Protestors Go Missing in China


The zero-covid policy in China was very unpopular since its conception. The policy left people trapped in their homes or businesses being unable to leave for even basic necessities. This spawned videos of public officials drilling boards to the outside of doors in apartment complexes and homes.

Videos of protestors tearing down barricades and attacking guards began to pop-up on major news outlets across the world. But this was at a time when the entire world was on lockdown with strict travel bans and closures in place everywhere. As some of the world emerged on the other side, China was seemingly still dealing with outbreaks.

Now that China has emerged into its post-covid era it seems that government officials kept note of protestors and dissenters from the early days of the lockdowns. Unnamed officials have reached out to many news outlets to inform the that protestors are being arrested for events they participated in dating back to 2021. When the protests were happening, the police had made a few arrests but had seemingly allowed the crowd to voice its opinion against the policies.

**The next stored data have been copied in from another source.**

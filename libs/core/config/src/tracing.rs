use crate::{env_optional, ConfigError, Environment};
use std::str::FromStr;
use tracing::{debug, info};
use tracing_subscriber::{prelude::*, EnvFilter};

/// Install color-eyre with a project-standard configuration.
///
/// Call this early in main() before any fallible operations. Safe to call
/// multiple times.
pub fn install_color_eyre() {
    let _ = color_eyre::config::HookBuilder::default()
        .display_location_section(true)
        .display_env_section(false)
        .install();
}

/// Shape of emitted log lines
#[derive(Clone, Copy, Debug, PartialEq, Eq)]
pub enum LogFormat {
    /// One JSON object per event, for log collectors
    Json,
    /// Multi-line human-readable output
    Pretty,
    /// Single-line human-readable output
    Compact,
}

impl LogFormat {
    /// `LOG_FORMAT` if set, otherwise JSON in production and pretty elsewhere
    pub fn from_env(environment: &Environment) -> Result<Self, ConfigError> {
        match env_optional("LOG_FORMAT") {
            Some(raw) => raw.parse(),
            None if environment.is_production() => Ok(LogFormat::Json),
            None => Ok(LogFormat::Pretty),
        }
    }
}

impl FromStr for LogFormat {
    type Err = ConfigError;

    fn from_str(raw: &str) -> Result<Self, Self::Err> {
        match raw.trim().to_ascii_lowercase().as_str() {
            "json" => Ok(LogFormat::Json),
            "pretty" => Ok(LogFormat::Pretty),
            "compact" => Ok(LogFormat::Compact),
            other => Err(ConfigError::ParseError {
                key: "LOG_FORMAT".to_string(),
                details: format!("expected json, pretty or compact, got '{}'", other),
            }),
        }
    }
}

/// Default filter directive when `RUST_LOG` is not set
pub fn default_filter(environment: &Environment) -> &'static str {
    if environment.is_production() {
        "warn"
    } else {
        "info,db_connector=debug,sea_orm=warn,sqlx=warn"
    }
}

/// Initialize tracing for `environment`, with error span capture.
///
/// The format comes from [`LogFormat::from_env`]; an unusable `LOG_FORMAT`
/// falls back to the environment default. `RUST_LOG` overrides
/// [`default_filter`]. `tracing_error::ErrorLayer` is always registered so
/// eyre reports carry span traces.
///
/// Logs go to stderr so command output on stdout stays machine-readable.
/// Calling this more than once is harmless; later calls are skipped.
pub fn init_tracing(environment: &Environment) {
    let format = LogFormat::from_env(environment).unwrap_or_else(|e| {
        eprintln!("{}; using the default log format", e);
        if environment.is_production() {
            LogFormat::Json
        } else {
            LogFormat::Pretty
        }
    });
    init_tracing_with_format(environment, format);
}

/// Like [`init_tracing`] with an explicit format
pub fn init_tracing_with_format(environment: &Environment, format: LogFormat) {
    let filter = EnvFilter::try_from_default_env()
        .unwrap_or_else(|_| EnvFilter::new(default_filter(environment)));

    let fmt_layer = tracing_subscriber::fmt::layer().with_writer(std::io::stderr);
    let fmt_layer = match format {
        LogFormat::Json => fmt_layer
            .json()
            .with_target(false)
            .flatten_event(true)
            .boxed(),
        LogFormat::Pretty => fmt_layer
            .with_file(false)
            .with_line_number(false)
            .pretty()
            .boxed(),
        LogFormat::Compact => fmt_layer.compact().boxed(),
    };

    let result = tracing_subscriber::registry()
        .with(fmt_layer)
        .with(tracing_error::ErrorLayer::default())
        .with(filter)
        .try_init();

    match result {
        Ok(()) => info!(?environment, ?format, "Tracing initialized"),
        // Already initialized (common in tests)
        Err(_) => debug!("Tracing already initialized, skipping"),
    }
}

#[cfg(test)]
mod tests {
    use super::*;

    #[test]
    fn test_default_filter_is_quieter_in_production() {
        assert_eq!(default_filter(&Environment::Production), "warn");
        assert!(default_filter(&Environment::Development).contains("db_connector=debug"));
    }

    #[test]
    fn test_log_format_follows_environment() {
        temp_env::with_var_unset("LOG_FORMAT", || {
            assert_eq!(
                LogFormat::from_env(&Environment::Production).unwrap(),
                LogFormat::Json
            );
            assert_eq!(
                LogFormat::from_env(&Environment::Development).unwrap(),
                LogFormat::Pretty
            );
        });
    }

    #[test]
    fn test_log_format_override() {
        temp_env::with_var("LOG_FORMAT", Some("Compact"), || {
            assert_eq!(
                LogFormat::from_env(&Environment::Production).unwrap(),
                LogFormat::Compact
            );
        });

        temp_env::with_var("LOG_FORMAT", Some("xml"), || {
            let err = LogFormat::from_env(&Environment::Development).unwrap_err();
            assert!(err.to_string().contains("LOG_FORMAT"));
        });
    }

    #[test]
    fn test_init_tracing_multiple_calls() {
        init_tracing(&Environment::Development);
        init_tracing(&Environment::Development);
        init_tracing_with_format(&Environment::Production, LogFormat::Json);
    }
}
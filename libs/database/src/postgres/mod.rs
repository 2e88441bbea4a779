//! PostgreSQL backend
//!
//! [`PostgresConnector`] opens sessions through a [`Driver`](crate::driver::Driver),
//! forcing the driver into `raise` error mode, and probes the server version.

mod connector;
mod health;

pub use connector::{DEFAULT_PORT, PostgresConnector, VERSION_QUERY, merge_driver_options};
pub use health::{HealthStatus, check_health, check_health_detailed, check_health_with_query};

/// Backend name used in logs and errors
pub const BACKEND_NAME: &str = "PostgreSQL";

Human Rights groups have begun to publish lists with the names of the detained on them. One list from the Beijing protests has caught a lot of attention because a majority of those who were detained are women. This has drawn a lot of attention to China’s crackdown on women’s rights, especially those they deem as “activists”. The odd part about the Beijing arrests is that the protest was very peaceful. There were no clashes with police, and it mainly involved holding up a blank white sheet of paper as a signal of frustration. A friend of one of the detainees claims, “They didn’t think they were participating in a movement when they went…”

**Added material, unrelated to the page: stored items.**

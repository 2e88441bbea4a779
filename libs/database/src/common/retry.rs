//! Reconnect policy for code that wraps `connect`
//!
//! Connectors make exactly one attempt per call. Callers that want to ride out
//! a server restart wrap the call with [`retry_with_backoff`], or use
//! [`connect_with_retry`] to retry only failures that can clear up on their
//! own.

use std::future::Future;
use std::time::Duration;
use tracing::{debug, warn};

#[cfg(feature = "config")]
use core_config::{ConfigError, FromEnv, env_parse};

use super::ConnectionError;
use crate::backend::DatabaseBackend;
use crate::params::ConnectionParameters;

/// Backoff policy between connection attempts
#[derive(Debug, Clone)]
pub struct RetryConfig {
    /// Attempts allowed after the first one
    pub max_retries: u32,

    /// Wait before the first retry, in milliseconds
    pub initial_delay_ms: u64,

    /// Upper bound for any single wait, in milliseconds
    pub max_delay_ms: u64,

    /// Growth factor applied to the wait after each failure
    pub backoff_multiplier: f64,

    /// Shorten each wait to a random 50-100% of its value
    pub use_jitter: bool,
}

impl RetryConfig {
    /// 3 retries, 100ms first wait, 5s cap, doubling, jittered
    pub fn new() -> Self {
        Self::default()
    }

    /// Single attempt, no waiting
    pub fn no_retry() -> Self {
        Self::default().with_max_retries(0)
    }

    pub fn with_max_retries(mut self, max_retries: u32) -> Self {
        self.max_retries = max_retries;
        self
    }

    pub fn with_initial_delay(mut self, delay_ms: u64) -> Self {
        self.initial_delay_ms = delay_ms;
        self
    }

    pub fn with_max_delay(mut self, delay_ms: u64) -> Self {
        self.max_delay_ms = delay_ms;
        self
    }

    pub fn without_jitter(mut self) -> Self {
        self.use_jitter = false;
        self
    }

    /// The waits this policy produces, one per retry
    pub fn backoff(&self) -> Backoff {
        Backoff {
            next_ms: self.initial_delay_ms.min(self.max_delay_ms),
            remaining: self.max_retries,
            max_ms: self.max_delay_ms,
            multiplier: self.backoff_multiplier,
            jitter: self.use_jitter,
        }
    }
}

impl Default for RetryConfig {
    fn default() -> Self {
        Self {
            max_retries: 3,
            initial_delay_ms: 100,
            max_delay_ms: 5000,
            backoff_multiplier: 2.0,
            use_jitter: true,
        }
    }
}

/// Load RetryConfig from environment variables
///
/// - `DB_CONNECT_RETRIES` (optional, default: 3)
/// - `DB_RETRY_DELAY_MS` (optional, default: 100)
/// - `DB_RETRY_MAX_DELAY_MS` (optional, default: 5000)
#[cfg(feature = "config")]
impl FromEnv for RetryConfig {
    fn from_env() -> Result<Self, ConfigError> {
        Ok(Self {
            max_retries: env_parse("DB_CONNECT_RETRIES", "3")?,
            initial_delay_ms: env_parse("DB_RETRY_DELAY_MS", "100")?,
            max_delay_ms: env_parse("DB_RETRY_MAX_DELAY_MS", "5000")?,
            ..Self::default()
        })
    }
}

/// Finite sequence of waits produced by a [`RetryConfig`]
///
/// Yields `max_retries` durations, growing by the multiplier and capped at the
/// maximum delay. Jitter is applied per item and never carried forward.
#[derive(Debug, Clone)]
pub struct Backoff {
    next_ms: u64,
    remaining: u32,
    max_ms: u64,
    multiplier: f64,
    jitter: bool,
}

impl Iterator for Backoff {
    type Item = Duration;

    fn next(&mut self) -> Option<Duration> {
        if self.remaining == 0 {
            return None;
        }
        self.remaining -= 1;

        let base = self.next_ms;
        self.next_ms = ((base as f64 * self.multiplier) as u64).min(self.max_ms);

        let wait = if self.jitter { jittered(base) } else { base };
        Some(Duration::from_millis(wait))
    }

    fn size_hint(&self) -> (usize, Option<usize>) {
        let n = self.remaining as usize;
        (n, Some(n))
    }
}

impl ExactSizeIterator for Backoff {}

/// A pseudo-random 50..=100% of `delay_ms`
fn jittered(delay_ms: u64) -> u64 {
    use std::collections::hash_map::RandomState;
    use std::hash::BuildHasher;

    let percent = 50 + RandomState::new().hash_one(std::time::Instant::now()) % 51;
    delay_ms * percent / 100
}

/// Retry an async operation while `should_retry` accepts its error
///
/// The first error `should_retry` rejects is returned immediately, as is the
/// last error once the policy runs out of retries.
pub async fn retry_if<F, Fut, T, E, P>(
    mut operation: F,
    config: RetryConfig,
    should_retry: P,
) -> Result<T, E>
where
    F: FnMut() -> Fut,
    Fut: Future<Output = Result<T, E>>,
    E: std::fmt::Display,
    P: Fn(&E) -> bool,
{
    let total = config.max_retries + 1;
    let mut waits = config.backoff();
    let mut attempt = 1;

    loop {
        let err = match operation().await {
            Ok(value) => {
                if attempt > 1 {
                    debug!(attempt, "Succeeded after retrying");
                }
                return Ok(value);
            }
            Err(err) => err,
        };

        if !should_retry(&err) {
            debug!(attempt, error = %err, "Not retrying permanent failure");
            return Err(err);
        }

        match waits.next() {
            Some(wait) => {
                debug!(
                    attempt,
                    total,
                    wait_ms = wait.as_millis() as u64,
                    error = %err,
                    "Attempt failed, retrying"
                );
                tokio::time::sleep(wait).await;
                attempt += 1;
            }
            None => {
                warn!(attempts = attempt, error = %err, "Giving up");
                return Err(err);
            }
        }
    }
}

/// Retry an async operation on every error
///
/// # Example
/// ```ignore
/// use db_connector::common::{retry_with_backoff, RetryConfig};
///
/// let config = RetryConfig::new().with_max_retries(5);
/// let handle = retry_with_backoff(|| connector.connect(&params), config).await?;
/// ```
pub async fn retry_with_backoff<F, Fut, T, E>(operation: F, config: RetryConfig) -> Result<T, E>
where
    F: FnMut() -> Fut,
    Fut: Future<Output = Result<T, E>>,
    E: std::fmt::Display,
{
    retry_if(operation, config, |_| true).await
}

/// Retry with the default policy
pub async fn retry<F, Fut, T, E>(operation: F) -> Result<T, E>
where
    F: FnMut() -> Fut,
    Fut: Future<Output = Result<T, E>>,
    E: std::fmt::Display,
{
    retry_with_backoff(operation, RetryConfig::default()).await
}

/// `backend.connect(params)`, retrying only transient connection failures
pub async fn connect_with_retry<B: DatabaseBackend>(
    backend: &B,
    params: &ConnectionParameters,
    config: RetryConfig,
) -> Result<B::Handle, ConnectionError> {
    retry_if(|| backend.connect(params), config, ConnectionError::is_transient).await
}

The goal of the roundups is to seemingly target the “important” figures involved and ensure that there was no outside influence on the protest. It is likely that China will severely punish the leaders to scare the rest of the protestors into submission. People familiar with those who attended the protest have been increasingly silent as the crackdown on dissent has progressed.

This sort of crackdown, followed by silence, is generally because the government informs the families that their silence will save the prisoner as well as their pensions and jobs. This gets the cooperation of the families quickly and prevents dissent from being spread further. The good news is that with international pressure quickly building up, these prisoners will likely receive better treatment, and an early release.

The detained are still in some contact with their friends on the outside. They state that they are remaining positive and hopeful, that they will be released soon, and that “their spirits are up”.